Le numérique n’est pas écologique
Le numérique est un secteur industriel qui contribue à épuiser les ressources naturelles et à polluer la planète. En 2020, la masse mondiale de déchets d’équipements électriques et électroniques est estimée à plus de 50 millions de tonnes, moins de 20% seraient recyclés1. L’informatisation de la société et la surconsommation numérique sont un puissant accélérateur du changement climatique, une des sources portant atteinte à l’environnement et à la biodiversité. Au vu des besoins en énergie, en eau et en matériaux requis pour fabriquer et utiliser les infrastructures numériques, cela n’est pas durablement soutenable (extraction des terres rares, usages des métaux rares, génération de déchets toxiques, obsolescence programmée, …).
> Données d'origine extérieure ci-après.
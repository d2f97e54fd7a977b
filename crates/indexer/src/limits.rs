const MAX_INGEST_CONCURRENCY: usize = 32;

/// Environment override for the number of units parsed at once
pub const INGEST_CONCURRENCY_ENV: &str = "COBOL_LENS_INGEST_CONCURRENCY";

fn default_ingest_concurrency() -> usize {
    std::thread::available_parallelism()
        .map(|n| n.get())
        .unwrap_or(1)
        .clamp(1, MAX_INGEST_CONCURRENCY)
}

fn parse_ingest_concurrency(raw: Option<&str>, default_value: usize) -> usize {
    raw.map(str::trim)
        .filter(|v| !v.is_empty())
        .and_then(|v| v.parse::<usize>().ok())
        .unwrap_or(default_value)
        .clamp(1, MAX_INGEST_CONCURRENCY)
}

/// Units ingested in parallel: the env override, else one per CPU
pub fn ingest_concurrency() -> usize {
    let raw = std::env::var(INGEST_CONCURRENCY_ENV).ok();
    parse_ingest_concurrency(raw.as_deref(), default_ingest_concurrency())
}

/// Clamp a caller-supplied limit into the supported range
pub(crate) fn clamp_concurrency(limit: usize) -> usize {
    limit.clamp(1, MAX_INGEST_CONCURRENCY)
}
La transition numérique que nous subissons, l’augmentation permanente et sans fin du recours au numérique pour toute sortes d’activités, ne cesse d’amplifier l’empreinte environnementale. Bien que des efforts soient réalisés pour minimiser la consommation énergétique et utiliser une énergie verte, cela ne compense pas l’accroissement parallèle de la consommation énergétique et des émissions de gaz à effet de serre. S’il est positif que des acteurs s’engagent dans des mesures de réduction de la consommation électrique de leurs infrastructures, cela peut, en contrepartie, engendrer des pratiques numériques plus importantes parce que moins énergivores et culpabilisantes.
L’urgence numérique
La surconsommation du numérique n’est pas uniforme de par le monde, mais est essentiellement le fait des pays développés2. Par ailleurs, il n’a jamais été démontré que le taux de croissance économique d’un pays soit corrélé à sa croissance du numérique. Ainsi, plutôt que de vouloir comblerun factice retard numérique, par toujours plus d’informatique, de données, de télécommunication ou d’intelligence artificielle, ce qui rend la société plus dépendante et plus vulnérable, il est urgent d’agir pour un numérique plus respectueux de l’environnement et du vivant.
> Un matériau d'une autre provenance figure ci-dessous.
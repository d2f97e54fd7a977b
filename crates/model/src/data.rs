//! Pass 1: data division → item table.

use lens_frontend::parser::{DataEntry, DataRef, DataSectionKind, Name, ProgramTree};
use lens_frontend::{Diagnostic, DiagnosticKind};
use std::collections::BTreeMap;

use crate::types::{DataItem, FileInfo, ItemId, ItemRef, Occurs, Renames};

#[derive(Debug, Default)]
pub(crate) struct DataTable {
    pub items: Vec<DataItem>,
    pub names: BTreeMap<String, Vec<ItemId>>,
    pub files: Vec<FileInfo>,
    pub diagnostics: Vec<Diagnostic>,
}

/// Open groups of the record being built plus the last item a level 88 attaches to
#[derive(Default)]
struct LevelStack {
    open: Vec<ItemId>,
    last: Option<ItemId>,
}

impl DataTable {
    pub(crate) fn build(tree: &ProgramTree) -> Self {
        let mut table = Self::default();
        table.add_selects(tree);

        let Some(data) = &tree.data else {
            table.resolve_file_status(tree);
            return table;
        };

        for section in &data.sections {
            let mut pending: Vec<(&DataEntry, Option<&Name>)> =
                section.entries.iter().map(|entry| (entry, None)).collect();
            for fd in &section.files {
                table.add_file_description(fd.kind, &fd.name, &fd.range);
                pending.extend(fd.records.iter().map(|record| (record, Some(&fd.name))));
            }
            pending.sort_by_key(|(entry, _)| (entry.range.line, entry.range.start_col));

            let mut levels = LevelStack::default();
            let mut current_file: Option<String> = None;
            for (entry, file) in pending {
                let file = file.map(Name::upper);
                if file != current_file {
                    levels = LevelStack::default();
                    current_file.clone_from(&file);
                }
                table.add_entry(entry, section.kind, file, &mut levels);
            }
        }

        table.resolve_redefines(data_entries(tree));
        table.resolve_clauses(data_entries(tree));
        table.resolve_file_status(tree);
        table
    }

    fn add_selects(&mut self, tree: &ProgramTree) {
        let Some(env) = &tree.environment else {
            return;
        };
        for select in &env.file_controls {
            self.files.push(FileInfo {
                name: select.name.upper(),
                kind: None,
                range: select.range.clone(),
                assign_to: select.assign_to.clone(),
                organization: select.organization.clone(),
                access: select.access.clone(),
                status: None,
                records: Vec::new(),
            });
        }
    }

    fn add_file_description(
        &mut self,
        kind: lens_frontend::parser::FileDescriptionKind,
        name: &Name,
        range: &lens_frontend::SourceRange,
    ) {
        let upper = name.upper();
        match self.files.iter_mut().find(|file| file.name == upper) {
            Some(file) => {
                file.kind = Some(kind);
                file.range = range.clone();
            }
            None => self.files.push(FileInfo {
                name: upper,
                kind: Some(kind),
                range: range.clone(),
                assign_to: None,
                organization: None,
                access: None,
                status: None,
                records: Vec::new(),
            }),
        }
    }

    fn diagnostic(&mut self, kind: DiagnosticKind, range: &lens_frontend::SourceRange, message: String) {
        self.diagnostics.push(Diagnostic::new(kind, range.clone(), message));
    }

    fn add_entry(
        &mut self,
        entry: &DataEntry,
        section: DataSectionKind,
        file: Option<String>,
        levels: &mut LevelStack,
    ) {
        let id = ItemId::try_from(self.items.len()).unwrap_or(ItemId::MAX);
        let label = entry
            .name
            .as_ref()
            .map_or_else(|| "FILLER".to_string(), |name| name.text.clone());

        let parent = match entry.level {
            1 | 77 => {
                levels.open.clear();
                None
            }
            88 => {
                if levels.last.is_none() {
                    self.diagnostic(
                        DiagnosticKind::LevelNesting,
                        &entry.range,
                        format!("condition name {label} has no item to attach to"),
                    );
                }
                levels.last
            }
            66 => {
                let record = levels.open.first().copied();
                if record.is_none() {
                    self.diagnostic(
                        DiagnosticKind::LevelNesting,
                        &entry.range,
                        format!("level 66 {label} outside any record"),
                    );
                }
                record
            }
            level => self.nest(level, &label, &entry.range, levels),
        };

        let mut qualification = Vec::new();
        match parent.and_then(|p| self.items.get(p as usize)) {
            Some(group) => {
                qualification.extend(group.upper_name());
                qualification.extend(group.qualification.iter().cloned());
            }
            None => qualification.extend(file.clone()),
        }

        let item = DataItem {
            id,
            level: entry.level,
            name: entry.name.as_ref().map(|name| name.text.clone()),
            range: entry.range.clone(),
            name_range: entry.name.as_ref().map(|name| name.range.clone()),
            section,
            file: file.clone(),
            parent,
            children: Vec::new(),
            qualification,
            picture: entry.picture.clone(),
            usage: entry.usage.clone(),
            value: entry.value.clone(),
            redefines: None,
            occurs: None,
            renames: None,
        };

        if let Some(upper) = item.upper_name() {
            self.names.entry(upper).or_default().push(id);
        }
        if let Some(group) = parent.and_then(|p| self.items.get_mut(p as usize)) {
            group.children.push(id);
        }
        if entry.level == 1 {
            if let Some(file) = file.and_then(|name| self.files.iter_mut().find(|f| f.name == name)) {
                file.records.push(id);
            }
        }

        if matches!(entry.level, 1..=49) {
            levels.open.push(id);
        }
        if entry.level != 88 {
            levels.last = Some(id);
        }
        self.items.push(item);
    }

    /// Parent of a level 02-49 entry: the nearest open group with a lower level
    fn nest(
        &mut self,
        level: u8,
        label: &str,
        range: &lens_frontend::SourceRange,
        levels: &mut LevelStack,
    ) -> Option<ItemId> {
        let mut closed_level = None;
        while let Some(&top) = levels.open.last() {
            let top_level = self.items.get(top as usize).map_or(0, |item| item.level);
            if top_level < level {
                break;
            }
            closed_level = Some(top_level);
            levels.open.pop();
        }

        let Some(&parent) = levels.open.last() else {
            self.diagnostic(
                DiagnosticKind::LevelNesting,
                range,
                format!("level {level:02} {label} has no enclosing group"),
            );
            return None;
        };

        // level falls between the group and the sibling it follows
        if let Some(sibling) = closed_level.filter(|sibling| *sibling > level) {
            self.diagnostic(
                DiagnosticKind::LevelNesting,
                range,
                format!("level {level:02} {label} does not match preceding sibling level {sibling:02}"),
            );
        }
        Some(parent)
    }

    /// REDEFINES must name an item declared earlier in the table
    fn resolve_redefines<'t>(&mut self, entries: impl Iterator<Item = &'t DataEntry>) {
        let mut updates = Vec::new();
        for (idx, entry) in entries.enumerate() {
            let Some(target) = &entry.redefines else {
                continue;
            };
            let id = ItemId::try_from(idx).unwrap_or(ItemId::MAX);
            let Some(item) = self.items.get(idx) else {
                continue;
            };

            let candidates = self.names.get(&target.upper()).cloned().unwrap_or_default();
            let earlier: Vec<ItemId> = candidates.iter().copied().filter(|c| *c < id).collect();
            let chosen = earlier
                .iter()
                .rev()
                .find(|c| self.items.get(**c as usize).is_some_and(|other| other.parent == item.parent))
                .or_else(|| earlier.last())
                .copied();

            if chosen.is_none() {
                let why = if candidates.is_empty() {
                    "is not defined"
                } else {
                    "is declared later"
                };
                self.diagnostic(
                    DiagnosticKind::UnresolvedRedefines,
                    &target.range,
                    format!("REDEFINES target {} {why}", target.text),
                );
            }

            updates.push((
                idx,
                ItemRef {
                    name: target.text.clone(),
                    qualifiers: Vec::new(),
                    range: target.range.clone(),
                    resolved: chosen.into_iter().collect(),
                },
            ));
        }

        for (idx, redefines) in updates {
            if let Some(item) = self.items.get_mut(idx) {
                item.redefines = Some(redefines);
            }
        }
    }

    /// OCCURS DEPENDING counters, RENAMES operands and FILE STATUS items may be declared
    /// anywhere, so they resolve against the finished table
    fn resolve_clauses<'t>(&mut self, entries: impl Iterator<Item = &'t DataEntry>) {
        let mut occurs_updates = Vec::new();
        let mut renames_updates = Vec::new();

        for (idx, entry) in entries.enumerate() {
            if let Some(occurs) = &entry.occurs {
                let depending_on = occurs.depending_on.as_ref().map(|counter| {
                    let resolved = self.item_ref(counter);
                    if resolved.resolved.len() != 1 {
                        let why = if resolved.resolved.is_empty() { "is not defined" } else { "is ambiguous" };
                        self.diagnostic(
                            DiagnosticKind::UnresolvedOccursCounter,
                            &counter.range,
                            format!("OCCURS DEPENDING ON {} {why}", counter.name),
                        );
                    }
                    resolved
                });
                occurs_updates.push((
                    idx,
                    Occurs {
                        min: occurs.min,
                        max: occurs.max,
                        depending_on,
                        indexed_by: occurs.indexed_by.iter().map(Name::upper).collect(),
                    },
                ));
            }
            if let Some(renames) = &entry.renames {
                renames_updates.push((
                    idx,
                    Renames {
                        from: self.item_ref(&renames.from),
                        thru: renames.thru.as_ref().map(|thru| self.item_ref(thru)),
                    },
                ));
            }
        }

        for (idx, occurs) in occurs_updates {
            if let Some(item) = self.items.get_mut(idx) {
                item.occurs = Some(occurs);
            }
        }
        for (idx, renames) in renames_updates {
            if let Some(item) = self.items.get_mut(idx) {
                item.renames = Some(renames);
            }
        }
    }

    pub(crate) fn item_ref(&self, data_ref: &DataRef) -> ItemRef {
        item_ref(&self.items, &self.names, data_ref)
    }

    fn resolve_file_status(&mut self, tree: &ProgramTree) {
        let Some(env) = &tree.environment else {
            return;
        };
        for select in &env.file_controls {
            let Some(status) = &select.status else {
                continue;
            };
            let resolved = self.item_ref(status);
            let name = select.name.upper();
            if let Some(file) = self.files.iter_mut().find(|file| file.name == name) {
                file.status = Some(resolved);
            }
        }
    }
}

/// Entries in the order they were added to the table
fn data_entries(tree: &ProgramTree) -> impl Iterator<Item = &DataEntry> {
    let mut entries: Vec<&DataEntry> = Vec::new();
    if let Some(data) = &tree.data {
        for section in &data.sections {
            let mut pending: Vec<&DataEntry> = section.entries.iter().collect();
            pending.extend(section.files.iter().flat_map(|fd| fd.records.iter()));
            pending.sort_by_key(|entry| (entry.range.line, entry.range.start_col));
            entries.extend(pending);
        }
    }
    entries.into_iter()
}

pub(crate) fn item_ref(items: &[DataItem], names: &BTreeMap<String, Vec<ItemId>>, data_ref: &DataRef) -> ItemRef {
    let qualifiers: Vec<String> = data_ref
        .qualifiers
        .iter()
        .map(|q| q.to_ascii_uppercase())
        .collect();
    ItemRef {
        name: data_ref.name.clone(),
        resolved: resolve(items, names, &data_ref.name, &qualifiers),
        qualifiers,
        range: data_ref.range.clone(),
    }
}

/// Items named `name` whose qualification chain contains `qualifiers` in order
pub(crate) fn resolve(
    items: &[DataItem],
    names: &BTreeMap<String, Vec<ItemId>>,
    name: &str,
    qualifiers: &[String],
) -> Vec<ItemId> {
    let Some(ids) = names.get(&name.to_ascii_uppercase()) else {
        return Vec::new();
    };
    ids.iter()
        .copied()
        .filter(|id| {
            items
                .get(*id as usize)
                .is_some_and(|item| qualifies(&item.qualification, qualifiers))
        })
        .collect()
}

fn qualifies(chain: &[String], qualifiers: &[String]) -> bool {
    let mut chain = chain.iter();
    qualifiers
        .iter()
        .all(|q| chain.any(|link| link.eq_ignore_ascii_case(q)))
}

#[cfg(test)]
mod tests {
    use super::*;

    fn chain(links: &[&str]) -> Vec<String> {
        links.iter().map(|s| (*s).to_string()).collect()
    }

    #[test]
    fn qualifiers_must_appear_in_order() {
        let links = chain(&["DETAIL", "CUSTOMER-REC", "CUST-FILE"]);
        assert!(qualifies(&links, &[]));
        assert!(qualifies(&links, &chain(&["CUSTOMER-REC"])));
        assert!(qualifies(&links, &chain(&["detail", "CUST-FILE"])));
        assert!(!qualifies(&links, &chain(&["CUST-FILE", "DETAIL"])));
        assert!(!qualifies(&links, &chain(&["OTHER-REC"])));
    }
}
La transition numérique doit être au service des objectifs de développement durables définit par l’ONU pour répondre aux défis mondiaux auxquels nous sommes tous confrontés (objectifs 2030)3. L’urgence climatique et environnementale sont désormais indissociables de l’urgence numérique. Adopter le principe de précaution, investir dans la maitrise des risques et contribuer à créer un numérique plus robuste, moins énergivore et plus sobre en développant une économie et écologie du numérique vertueuses s’imposent.
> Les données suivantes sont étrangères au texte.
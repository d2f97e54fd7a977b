//! # cobol-lens program model
//!
//! Consolidates one parsed unit into an immutable [`ProgramModel`].
//!
//! ## Architecture
//!
//! ```text
//! FrontendOutput (SourceUnit + ProgramTree + diagnostics)
//!     │
//!     ├──> Pass 1: data division
//!     │      ├─ level-number nesting (parent handles, qualification chains)
//!     │      ├─ REDEFINES → earlier item, OCCURS DEPENDING → counter item
//!     │      └─ FD/SD records merged with SELECT entries
//!     │
//!     ├──> Pass 2: procedure division
//!     │      ├─ sections, paragraphs, inline PERFORM bodies (stable keys)
//!     │      ├─ PERFORM / GO TO / CALL edges, resolved or reported
//!     │      └─ data accesses per procedure
//!     │
//!     └──> ProgramModel ──> CallGraph (petgraph): cycles, reachability
//! ```

mod builder;
mod data;
mod error;
mod graph;
mod metrics;
mod procedure;
mod types;

pub use builder::ModelBuilder;
pub use error::{ModelError, Result};
pub use graph::CallGraph;
pub use metrics::{Complexity, Metrics};
pub use types::{
    DataAccess, DataItem, Edge, EdgeKind, EdgeTarget, FileInfo, ItemId, ItemRef, Occurs,
    ProcedureKind, ProcedureNode, ProgramModel, Renames,
};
Contradictions et perspectives
La Suisse a ratifié en 2017 l’Accord de Paris sur le climatet s’est notamment engagée à prendre les mesures visant à réduire ses émissions de gaz à effet de serre. Bien que des préoccupations environnementales soient évoquées dans la stratégie Suisse numérique 2018, pour autant, faire concorder des actions pour le climat avec celles qui génèrent toujours plus d’équipements et d’usages numériques est impossible. En effet, jusqu’à présent, les modèles économiques du numérique sont basés sur une connectivité et des usages permanents, sur la captation croissante de données et sur leurs échange, traitement et stockage. La conception des produits est optimisée pour les rendre addictifs et le marketing contribue à maximiser la consommation numérique. Des mesures stratégiques et opérationnelles compatibles avec la préservation de l’environnement devraient exister. Cela augmenterait la cohérence et l’efficacité des actions et permettrait de dépasser les approches opportunistes relevant du lessivage vert (greenwashing) et faire émerger des solutions convaincantes.
Pour une sobriété numérique
L’impact environnemental de l’informatique devient gérable à condition d’opter pour une sobriété numérique. Pour que la transition numérique puisse concourir à une meilleure protection de l’environnement et à une diminution de la consommation des ressources naturelles et des gaz à effets de serre, il est indispensable de modifier nos modes de penser le numérique, de le développer, de le produire et de l’utiliser.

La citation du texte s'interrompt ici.